__Task requirements__. Please find all lines in the data that hold the string "pairs" and copy them.

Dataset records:
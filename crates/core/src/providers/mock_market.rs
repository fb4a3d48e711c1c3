use async_trait::async_trait;
use chrono::Utc;
use rand::Rng;
use serde_json::Value;
use std::collections::HashMap;

use crate::errors::CoreError;
use crate::models::market::{ChartDays, Coin, CoinSearchHit, GlobalMarketData, MarketChart, SimplePrices};
use super::traits::MarketDataProvider;

const MILLIS_PER_DAY: i64 = 24 * 60 * 60 * 1000;

/// Static market data served when every live source has failed.
///
/// Never errors. Prices are a fixed snapshot of three large caps; charts
/// are a fresh random walk on each call.
#[derive(Debug, Clone, Default)]
pub struct MockMarketProvider;

impl MockMarketProvider {
    pub fn new() -> Self {
        Self
    }
}

/// The fixed coin snapshot: bitcoin, ethereum, solana.
pub fn mock_top_coins() -> Vec<Coin> {
    let now = Utc::now().to_rfc3339();
    vec![
        Coin {
            id: "bitcoin".into(),
            symbol: "btc".into(),
            name: "Bitcoin".into(),
            image: Some("https://assets.coingecko.com/coins/images/1/large/bitcoin.png".into()),
            current_price: Some(55225.0),
            market_cap: Some(1_084_057_024_018.0),
            market_cap_rank: Some(1),
            fully_diluted_valuation: Some(1_160_725_230_123.0),
            total_volume: Some(46_891_415_269.0),
            high_24h: Some(56800.0),
            low_24h: Some(54200.0),
            price_change_24h: Some(1025.0),
            price_change_percentage_24h: Some(1.89),
            market_cap_change_24h: Some(20_057_024_018.0),
            market_cap_change_percentage_24h: Some(1.89),
            circulating_supply: Some(19_318_118.0),
            total_supply: Some(21_000_000.0),
            max_supply: Some(21_000_000.0),
            ath: Some(69045.0),
            ath_change_percentage: Some(-20.01),
            ath_date: Some("2021-11-10T14:24:11.849Z".into()),
            atl: Some(67.81),
            atl_change_percentage: Some(81344.36),
            atl_date: Some("2013-07-06T00:00:00.000Z".into()),
            last_updated: Some(now.clone()),
            price_change_percentage_1h_in_currency: Some(0.15),
            price_change_percentage_24h_in_currency: Some(1.89),
            price_change_percentage_7d_in_currency: Some(5.23),
        },
        Coin {
            id: "ethereum".into(),
            symbol: "eth".into(),
            name: "Ethereum".into(),
            image: Some("https://assets.coingecko.com/coins/images/279/large/ethereum.png".into()),
            current_price: Some(3050.12),
            market_cap: Some(366_880_000_000.0),
            market_cap_rank: Some(2),
            fully_diluted_valuation: Some(366_880_000_000.0),
            total_volume: Some(21_500_000_000.0),
            high_24h: Some(3100.0),
            low_24h: Some(2980.0),
            price_change_24h: Some(70.12),
            price_change_percentage_24h: Some(2.35),
            market_cap_change_24h: Some(8_620_000_000.0),
            market_cap_change_percentage_24h: Some(2.35),
            circulating_supply: Some(120_250_000.0),
            total_supply: Some(120_250_000.0),
            max_supply: None,
            ath: Some(4878.26),
            ath_change_percentage: Some(-37.48),
            ath_date: Some("2021-11-10T14:24:19.604Z".into()),
            atl: Some(0.432979),
            atl_change_percentage: Some(704555.24),
            atl_date: Some("2015-10-20T00:00:00.000Z".into()),
            last_updated: Some(now.clone()),
            price_change_percentage_1h_in_currency: Some(0.12),
            price_change_percentage_24h_in_currency: Some(2.35),
            price_change_percentage_7d_in_currency: Some(3.45),
        },
        Coin {
            id: "solana".into(),
            symbol: "sol".into(),
            name: "Solana".into(),
            image: Some("https://assets.coingecko.com/coins/images/4128/large/solana.png".into()),
            current_price: Some(132.56),
            market_cap: Some(58_450_000_000.0),
            market_cap_rank: Some(5),
            fully_diluted_valuation: Some(73_200_000_000.0),
            total_volume: Some(2_850_000_000.0),
            high_24h: Some(135.0),
            low_24h: Some(128.5),
            price_change_24h: Some(4.06),
            price_change_percentage_24h: Some(3.16),
            market_cap_change_24h: Some(1_790_000_000.0),
            market_cap_change_percentage_24h: Some(3.16),
            circulating_supply: Some(441_000_000.0),
            total_supply: Some(551_000_000.0),
            max_supply: None,
            ath: Some(259.96),
            ath_change_percentage: Some(-49.01),
            ath_date: Some("2021-11-06T21:54:35.825Z".into()),
            atl: Some(0.500801),
            atl_change_percentage: Some(26370.97),
            atl_date: Some("2020-05-11T19:35:23.449Z".into()),
            last_updated: Some(now),
            price_change_percentage_1h_in_currency: Some(0.22),
            price_change_percentage_24h_in_currency: Some(3.16),
            price_change_percentage_7d_in_currency: Some(8.59),
        },
    ]
}

/// One point per day ending now, price moving at most ±2.5% per step.
pub fn mock_market_chart(days: ChartDays) -> MarketChart {
    let points = days.point_count();
    let mut rng = rand::thread_rng();
    let now = Utc::now().timestamp_millis();

    let mut price = 50_000.0 + rng.gen::<f64>() * 10_000.0;
    let mut chart = MarketChart {
        prices: Vec::with_capacity(points),
        market_caps: Vec::with_capacity(points),
        total_volumes: Vec::with_capacity(points),
    };

    for i in 0..points {
        let timestamp = (now - (points - i) as i64 * MILLIS_PER_DAY) as f64;
        let change = (rng.gen::<f64>() - 0.5) * 0.05;
        price *= 1.0 + change;
        let volume = 50_000_000_000.0 + rng.gen::<f64>() * 10_000_000_000.0;

        chart.prices.push([timestamp, price]);
        chart.market_caps.push([timestamp, price * 19_000_000.0]);
        chart.total_volumes.push([timestamp, volume]);
    }
    chart
}

/// Aggregate statistics snapshot.
pub fn mock_global_data() -> GlobalMarketData {
    let map = |pairs: &[(&str, f64)]| -> HashMap<String, f64> {
        pairs.iter().map(|(k, v)| (k.to_string(), *v)).collect()
    };
    GlobalMarketData {
        active_cryptocurrencies: Some(17088),
        upcoming_icos: Some(0),
        ongoing_icos: Some(49),
        ended_icos: Some(3376),
        markets: Some(892),
        total_market_cap: map(&[
            ("btc", 41_282_000.0),
            ("eth", 652_340_000.0),
            ("ltc", 16_420_000_000.0),
            ("usd", 2_280_000_000_000.0),
        ]),
        total_volume: map(&[
            ("btc", 1_790_000.0),
            ("eth", 28_200_000.0),
            ("ltc", 711_000_000.0),
            ("usd", 98_700_000_000.0),
        ]),
        market_cap_percentage: map(&[
            ("btc", 47.5),
            ("eth", 16.1),
            ("usdt", 4.2),
            ("bnb", 2.6),
            ("sol", 2.5),
            ("xrp", 2.1),
            ("usdc", 2.0),
            ("steth", 1.1),
            ("ada", 0.9),
            ("avax", 0.8),
        ]),
        market_cap_change_percentage_24h_usd: Some(1.23),
        updated_at: Some(Utc::now().timestamp_millis()),
    }
}

#[async_trait]
impl MarketDataProvider for MockMarketProvider {
    fn name(&self) -> &str {
        "Mock"
    }

    async fn top_coins(&self, count: usize, _currency: &str) -> Result<Vec<Coin>, CoreError> {
        let mut coins = mock_top_coins();
        coins.truncate(count.max(1));
        Ok(coins)
    }

    async fn market_chart(
        &self,
        _coin_id: &str,
        days: ChartDays,
        _currency: &str,
    ) -> Result<MarketChart, CoreError> {
        Ok(mock_market_chart(days))
    }

    /// Matching snapshot coin, or bitcoin when the id is unknown.
    async fn coin_details(&self, coin_id: &str) -> Result<Value, CoreError> {
        let mut coins = mock_top_coins();
        let idx = coins.iter().position(|c| c.id == coin_id).unwrap_or(0);
        Ok(serde_json::to_value(coins.swap_remove(idx))?)
    }

    async fn search(&self, query: &str) -> Result<Vec<CoinSearchHit>, CoreError> {
        let needle = query.to_lowercase();
        Ok(mock_top_coins()
            .into_iter()
            .filter(|c| {
                c.name.to_lowercase().contains(&needle) || c.symbol.to_lowercase().contains(&needle)
            })
            .map(|c| CoinSearchHit {
                id: c.id,
                name: c.name,
                symbol: c.symbol,
                market_cap_rank: c.market_cap_rank,
                thumb: c.image.clone(),
                large: c.image,
            })
            .collect())
    }

    async fn global(&self) -> Result<GlobalMarketData, CoreError> {
        Ok(mock_global_data())
    }

    async fn simple_prices(&self, ids: &[String], currency: &str) -> Result<SimplePrices, CoreError> {
        Ok(mock_top_coins()
            .into_iter()
            .filter(|c| ids.contains(&c.id))
            .filter_map(|c| {
                let price = c.current_price?;
                Some((c.id, HashMap::from([(currency.to_string(), price)])))
            })
            .collect())
    }
}

#[cfg(test)]
mod tests {
    use super::*;

    #[test]
    fn chart_has_one_point_per_day() {
        let chart = mock_market_chart(ChartDays::Days(30));
        assert_eq!(chart.prices.len(), 30);
        assert_eq!(chart.market_caps.len(), 30);
        assert_eq!(mock_market_chart(ChartDays::Max).prices.len(), 365);
    }

    #[test]
    fn chart_steps_stay_within_bounds() {
        let chart = mock_market_chart(ChartDays::Days(90));
        for pair in chart.prices.windows(2) {
            let ratio = pair[1][1] / pair[0][1];
            assert!((0.975..=1.025).contains(&ratio), "step ratio {ratio}");
            assert!(pair[1][0] > pair[0][0]);
        }
    }

    #[tokio::test]
    async fn search_matches_name_or_symbol() {
        let mock = MockMarketProvider::new();
        let hits = mock.search("SOL").await.unwrap();
        assert_eq!(hits.len(), 1);
        assert_eq!(hits[0].id, "solana");
        assert!(mock.search("doge").await.unwrap().is_empty());
    }

    #[tokio::test]
    async fn unknown_coin_details_fall_back_to_bitcoin() {
        let details = MockMarketProvider::new().coin_details("nope").await.unwrap();
        assert_eq!(details["id"], "bitcoin");
    }
}
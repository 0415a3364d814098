pub mod lexicon;
pub mod remote;

pub use lexicon::LexiconAnalyzer;
pub use remote::{RemoteAnalyzer, RemoteAnalyzerConfig};

use async_trait::async_trait;
use thiserror::Error;
use tokio::sync::Mutex;

use crate::models::Annotation;

/// Errors surfaced by an entity-analyzer backend.
///
/// The orchestrator absorbs all of these: entity-dependent fields degrade
/// to `None` and the extraction call still returns a record.
#[derive(Debug, Error)]
pub enum AnalyzerError {
    /// The backend cannot be reached or is not configured
    #[error("analyzer backend unavailable: {0}")]
    Unavailable(String),
    /// The backend was reached but the request failed
    #[error("analyzer request failed: {0}")]
    Request(#[from] reqwest::Error),
    /// The backend answered with output we cannot interpret
    #[error("analyzer returned malformed output: {0}")]
    Malformed(String),
}

/// Narrow seam over natural-language entity recognition.
///
/// One capability: segment the text into sentences and tag typed entity
/// spans. Any backend (rule-based tagger, statistical model, remote
/// service) can sit behind this trait without the field extractors
/// noticing. Invoked exactly once per extraction call.
#[async_trait]
pub trait EntityAnalyzer: Send + Sync {
    /// Segment `text` into sentences and tag PERSON/ORG/GPE spans
    async fn annotate(&self, text: &str) -> Result<Annotation, AnalyzerError>;

    /// Short backend name for logging
    fn name(&self) -> &str;
}

/// Backend that refuses every invocation. Used to run the pipeline in
/// regex-only mode: the orchestrator's degrade path does the rest.
pub struct DisabledAnalyzer;

#[async_trait]
impl EntityAnalyzer for DisabledAnalyzer {
    async fn annotate(&self, _text: &str) -> Result<Annotation, AnalyzerError> {
        Err(AnalyzerError::Unavailable(
            "entity analysis disabled".to_string(),
        ))
    }

    fn name(&self) -> &str {
        "disabled"
    }
}

/// Wraps a backend whose underlying model is not safe for concurrent
/// inference. All invocations pass through a single critical section;
/// callers that only need the regex extractors are unaffected.
pub struct SerializedAnalyzer<A> {
    inner: A,
    gate: Mutex<()>,
}

impl<A: EntityAnalyzer> SerializedAnalyzer<A> {
    pub fn new(inner: A) -> Self {
        Self {
            inner,
            gate: Mutex::new(()),
        }
    }
}

#[async_trait]
impl<A: EntityAnalyzer> EntityAnalyzer for SerializedAnalyzer<A> {
    async fn annotate(&self, text: &str) -> Result<Annotation, AnalyzerError> {
        let _guard = self.gate.lock().await;
        self.inner.annotate(text).await
    }

    fn name(&self) -> &str {
        self.inner.name()
    }
}
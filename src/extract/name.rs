use crate::models::{Annotation, EntityLabel};
use crate::patterns::vocab::NON_NAME_SET;
use crate::validate;

use super::title_case;

/// Extract the candidate's name from PERSON spans.
///
/// Entirely analyzer-dependent: with no annotation there is no name.
/// Spans made up of greetings, fillers, or pronouns are filtered out;
/// the first span passing the name-shape rule wins.
pub fn extract_name(annotation: Option<&Annotation>) -> Option<String> {
    let annotation = annotation?;

    annotation
        .spans_with_label(EntityLabel::Person)
        .map(|span| span.text.trim())
        .filter(|text| !is_non_name(text))
        .find(|text| validate::is_valid_name(text))
        .map(title_case)
}

/// True when every word of the span is a known non-name word.
/// Vacuously true for blank spans, which is the rejection we want.
fn is_non_name(text: &str) -> bool {
    let lower = text.to_lowercase();
    lower.split_whitespace().all(|w| NON_NAME_SET.contains(w))
}

#[cfg(test)]
mod tests {
    use super::*;
    use crate::models::{EntitySpan, Sentence};

    fn annotation_with_persons(names: &[&str]) -> Annotation {
        let spans = names
            .iter()
            .map(|name| EntitySpan {
                text: name.to_string(),
                label: EntityLabel::Person,
                start: 0,
                end: name.len(),
                sentence: 0,
            })
            .collect();
        Annotation {
            spans,
            sentences: vec![Sentence {
                text: "stub".to_string(),
                start: 0,
                end: 4,
            }],
        }
    }

    #[test]
    fn test_first_valid_person_wins() {
        let annotation = annotation_with_persons(&["Priya Sharma", "Ravi Kumar"]);
        assert_eq!(
            extract_name(Some(&annotation)).as_deref(),
            Some("Priya Sharma")
        );
    }

    #[test]
    fn test_greetings_and_fillers_filtered() {
        let annotation = annotation_with_persons(&["Hello", "Good Morning", "Asha Rao"]);
        assert_eq!(extract_name(Some(&annotation)).as_deref(), Some("Asha Rao"));
    }

    #[test]
    fn test_shape_rule_rejects_degenerate_spans() {
        let annotation = annotation_with_persons(&["X", "12345"]);
        assert_eq!(extract_name(Some(&annotation)), None);
    }

    #[test]
    fn test_no_annotation_means_no_name() {
        assert_eq!(extract_name(None), None);
    }

    #[test]
    fn test_name_is_title_cased() {
        let annotation = annotation_with_persons(&["priya sharma"]);
        assert_eq!(
            extract_name(Some(&annotation)).as_deref(),
            Some("Priya Sharma")
        );
    }
}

__Answer to this exercise__.
    let map = |pairs: &[(&str, f64)]| -> HashMap<String, f64> {
        pairs.iter().map(|(k, v)| (k.to_string(), *v)).collect()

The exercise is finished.